Em “Cachaça mecânica / Queimando tudo”, formatada por Tibery com uma produção que oscila entre o soul e o rap, a gravação de Erasmo é ouvida, mas a rapper capixaba Budah não apenas canta trechos da letra original do samba-rock, como também amplifica a narrativa da angústia crescente de João, o protagonista da letra, por meio do rap. A simbiose alcança a perfeição, tornando a faixa o ápice de “Mano”, pois Budah consegue expor com maestria todo o peso psicológico de João em seu discurso.
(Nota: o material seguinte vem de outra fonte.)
// End-to-end checks of the streaming side against a local WebSocket server.

use std::net::SocketAddr;
use std::sync::atomic::{AtomicUsize, Ordering};
use std::sync::Arc;
use std::time::Duration;

use futures::{SinkExt, StreamExt};
use marketlink::{ChannelState, ClientConfig, MarketLink, PriceLevel};
use tokio::net::TcpListener;
use tokio::sync::mpsc;
use tokio_tungstenite::tungstenite::handshake::server::{ErrorResponse, Request, Response};
use tokio_tungstenite::tungstenite::Message;

const WAIT: Duration = Duration::from_secs(5);

async fn wait_for(what: &str, cond: impl Fn() -> bool) {
    let deadline = tokio::time::Instant::now() + WAIT;
    while !cond() {
        assert!(tokio::time::Instant::now() < deadline, "timed out waiting for {what}");
        tokio::time::sleep(Duration::from_millis(10)).await;
    }
}

fn test_config(addr: SocketAddr) -> ClientConfig {
    ClientConfig {
        reconnect_base_delay_ms: 20,
        heartbeat_interval_ms: 50,
        ..ClientConfig::default()
    }
    .with_api_base(addr.to_string())
}

fn trade_frame(id: u32) -> String {
    serde_json::json!({
        "type": "trade",
        "data": {
            "timestamp": "2024-01-01T00:00:00",
            "symbol": "BTC-USDT",
            "trade_id": id.to_string(),
            "price": "30000",
            "quantity": "0.1",
            "aggressor_side": "buy",
            "maker_order_id": id.to_string(),
            "taker_order_id": (id + 1).to_string(),
        }
    })
    .to_string()
}

/// Serves both stream paths. Each accepted connection receives the frames
/// returned by `frames(path, connection_index)`; afterwards inbound text is
/// reported on the returned receiver. With `close_after_send` the server
/// hangs up right after sending.
async fn spawn_server(
    frames: fn(&str, usize) -> Vec<String>,
    close_after_send: bool,
) -> (SocketAddr, mpsc::UnboundedReceiver<(String, String)>, Arc<AtomicUsize>) {
    let listener = TcpListener::bind("127.0.0.1:0").await.unwrap();
    let addr = listener.local_addr().unwrap();
    let (seen_tx, seen_rx) = mpsc::unbounded_channel();
    let connections = Arc::new(AtomicUsize::new(0));
    let counter = connections.clone();

    tokio::spawn(async move {
        while let Ok((tcp, _)) = listener.accept().await {
            let index = counter.fetch_add(1, Ordering::SeqCst);
            let seen_tx = seen_tx.clone();
            tokio::spawn(async move {
                let mut path = String::new();
                let ws = tokio_tungstenite::accept_hdr_async(tcp, |req: &Request, resp: Response| -> Result<Response, ErrorResponse> {
                    path = req.uri().path().to_string();
                    Ok(resp)
                })
                .await
                .unwrap();
                let (mut write, mut read) = ws.split();
                for frame in frames(&path, index) {
                    write.send(Message::Text(frame)).await.unwrap();
                }
                if close_after_send {
                    let _ = write.send(Message::Close(None)).await;
                    return;
                }
                while let Some(Ok(msg)) = read.next().await {
                    if let Message::Text(text) = msg {
                        let _ = seen_tx.send((path.clone(), text));
                    }
                }
            });
        }
    });

    (addr, seen_rx, connections)
}

fn book_and_trades(path: &str, _index: usize) -> Vec<String> {
    match path {
        "/ws/market-data" => vec![
            r#"{"type":"market_data","data":{"timestamp":"t1","symbol":"BTC-USDT","bids":[[100,1]],"asks":[["30050","1"]]}}"#.into(),
            "garbage {".into(),
            r#"{"data":{"symbol":"BTC-USDT"}}"#.into(),
            r#"{"type":"market_data","data":{"timestamp":"t2","symbol":"BTC-USDT","bids":[[101,2]],"asks":[]}}"#.into(),
        ],
        "/ws/trades" => vec![trade_frame(1), r#"{"type":"pong"}"#.into(), trade_frame(2), trade_frame(3)],
        _ => vec![],
    }
}

#[tokio::test]
async fn test_streams_feed_store_and_heartbeat() {
    let (addr, mut seen, _) = spawn_server(book_and_trades, false).await;
    let link = MarketLink::start(&test_config(addr));
    let store = link.store();

    wait_for("both channels open", || link.is_connected()).await;
    wait_for("trades", || store.trade_count() == 3).await;
    wait_for("second snapshot", || {
        store.snapshot("BTC-USDT").map(|s| s.timestamp.as_deref() == Some("t2")).unwrap_or(false)
    })
    .await;

    // last write wins, no merge with the first snapshot
    let snap = store.snapshot("BTC-USDT").unwrap();
    assert_eq!(snap.bids, vec![PriceLevel::new(101.0, 2.0)]);
    assert!(snap.asks.is_empty());

    let ids: Vec<String> = store.trades(None, None).into_iter().map(|t| t.trade_id).collect();
    assert_eq!(ids, vec!["3", "2", "1"]);

    // malformed frames did not cost us the connection
    let status = link.status();
    assert!(status.connected);
    assert_eq!(status.market_data.reconnect_attempts, 0);

    // keep-alive reaches both endpoints
    let mut pinged = std::collections::HashSet::new();
    while pinged.len() < 2 {
        let (path, text) = tokio::time::timeout(WAIT, seen.recv()).await.unwrap().unwrap();
        assert_eq!(serde_json::from_str::<serde_json::Value>(&text).unwrap(), serde_json::json!({"type":"ping"}));
        pinged.insert(path);
    }

    link.shutdown().await;
    let status = link.status();
    assert!(!status.connected);
    assert_eq!(status.market_data.state, ChannelState::Closed);
    assert_eq!(status.trades.state, ChannelState::Closed);

    // idempotent
    link.shutdown().await;
    assert!(link.reset().await.is_err());
}

fn one_snapshot_then_hang_up(path: &str, index: usize) -> Vec<String> {
    if path == "/ws/market-data" {
        vec![format!(
            r#"{{"type":"market_data","data":{{"symbol":"ETH-USDT","bids":[["{}","1"]],"asks":[]}}}}"#,
            2000 + index
        )]
    } else {
        vec![]
    }
}

#[tokio::test]
async fn test_reconnects_after_server_hang_up() {
    let (addr, _seen, connections) = spawn_server(one_snapshot_then_hang_up, true).await;
    let link = MarketLink::start(&ClientConfig { reconnect_max_attempts: 100, ..test_config(addr) });
    let store = link.store();

    // every reconnect succeeds, so the counter keeps resetting and the
    // client never exhausts its attempts
    wait_for("several reconnects", || connections.load(Ordering::SeqCst) >= 6).await;
    assert!(!link.status().any_exhausted());
    assert!(store.snapshot("ETH-USDT").is_some());

    link.shutdown().await;
}

#[tokio::test]
async fn test_reconnect_exhaustion_and_reset() {
    // Accept TCP and hang up immediately: every handshake fails.
    let listener = TcpListener::bind("127.0.0.1:0").await.unwrap();
    let addr = listener.local_addr().unwrap();
    let attempts = Arc::new(AtomicUsize::new(0));
    let counter = attempts.clone();
    tokio::spawn(async move {
        while let Ok((tcp, _)) = listener.accept().await {
            counter.fetch_add(1, Ordering::SeqCst);
            drop(tcp);
        }
    });

    let config = ClientConfig { reconnect_base_delay_ms: 10, ..test_config(addr) };
    let link = MarketLink::start(&config);

    wait_for("both channels exhausted", || {
        let s = link.status();
        s.market_data.exhausted && s.trades.exhausted
    })
    .await;

    let status = link.status();
    assert!(!status.connected);
    assert_eq!(status.market_data.reconnect_attempts, 5);
    assert_eq!(status.trades.reconnect_attempts, 5);
    assert_eq!(status.market_data.state, ChannelState::Closed);

    // initial connect + 5 reconnects per channel, then nothing more
    wait_for("all attempts counted", || attempts.load(Ordering::SeqCst) == 12).await;
    tokio::time::sleep(Duration::from_millis(300)).await;
    assert_eq!(attempts.load(Ordering::SeqCst), 12);

    // explicit reset resumes reconnecting
    link.reset().await.unwrap();
    wait_for("attempts after reset", || attempts.load(Ordering::SeqCst) > 12).await;

    link.shutdown().await;
}

#[tokio::test]
async fn test_shutdown_during_backoff_stops_reconnecting() {
    let (addr, _seen, connections) = spawn_server(one_snapshot_then_hang_up, true).await;
    let link = MarketLink::start(&ClientConfig { reconnect_base_delay_ms: 300, ..test_config(addr) });

    wait_for("both initial connections", || connections.load(Ordering::SeqCst) >= 2).await;
    tokio::time::sleep(Duration::from_millis(100)).await;
    link.shutdown().await;
    let before = connections.load(Ordering::SeqCst);

    // longer than the first backoff delay
    tokio::time::sleep(Duration::from_secs(1)).await;
    assert_eq!(connections.load(Ordering::SeqCst), before);
    assert_eq!(before, 2);
}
Com sagacidade, o rapper Dexter, em “Quem é herói ou vilão?”, alude ao refrão-título de “Tá todo mundo louco”, um dos maiores sucessos de Silvio Brito em 1974, ao comentar o discurso de “Mundo cão” (1972) – música de Erasmo presente no álbum “Sonhos e memórias – 1941 / 1972”. Em um rap construído sobre a base de Coyote Beatz, o diálogo se estabelece sem anular a presença marcante de Erasmo, diferentemente da experiência inicial com Emicida.
Do mesmo álbum de 1972, “Mano” reativa a balada romântica “Sábado morto” e a canção “Sorriso dela”, ambas reprocessadas com a produção musical de Pupillo. Em “Sábado morto”, a voz original de Erasmo é ouvida nos dois minutos iniciais sobre a base de Pupillo, até a entrada do rap de Xamã (“Eu enquanto pássaro”), cujos versos inteligentemente citam a fama de mau do Tremendão. A voz de Erasmo retorna, agora sobre um riff de guitarra, em uma ambiência mais rocker, demonstrando uma coesão superior à intervenção de Rael em “Sorriso dela” com o rap “Não tem pra ninguém”, que evoca a música negra norte-americana da década de 1970.
Ao longo de “Mano”, a contribuição feminina no rap se destaca significativamente. A dupla Tasha & Tracie rima sobre batidas suaves do produtor Pizol no rap “O tempo é amigo e inimigo”, dialogando de forma inteligente com a faixa “Grilos” (1972). Mais óbvias em sua eficácia são a presença de Marcelo D2 e a cadência do reggae na atualização do samba-rock “Maria Joana” (1971), cuja letra original aludia ao consumo de maconha pelo artista na época. Com produção de Nave, D2 entrega um discurso libertador nos versos de “Pra que as trevas destravem”.
O álbum “Mano” culmina em um ponto alto com a reunião de Erasmo, Criolo e Tássia Reis em “Gente aberta / Imensamente visceral”. Criolo empresta sua voz aos versos de “Gente aberta” (1971) em um dueto convencional com Erasmo, até a entrada poderosa do rap de Tássia Reis. A pulsação do toque de Edy Trombone amplifica a atmosfera de sedução dessa faixa, que encerra “Mano” de forma robusta e positiva. O álbum é um testemunho de que, de fato, a primeira impressão nem sempre é a que fica, revelando um saldo artístico que surpreende e cativa.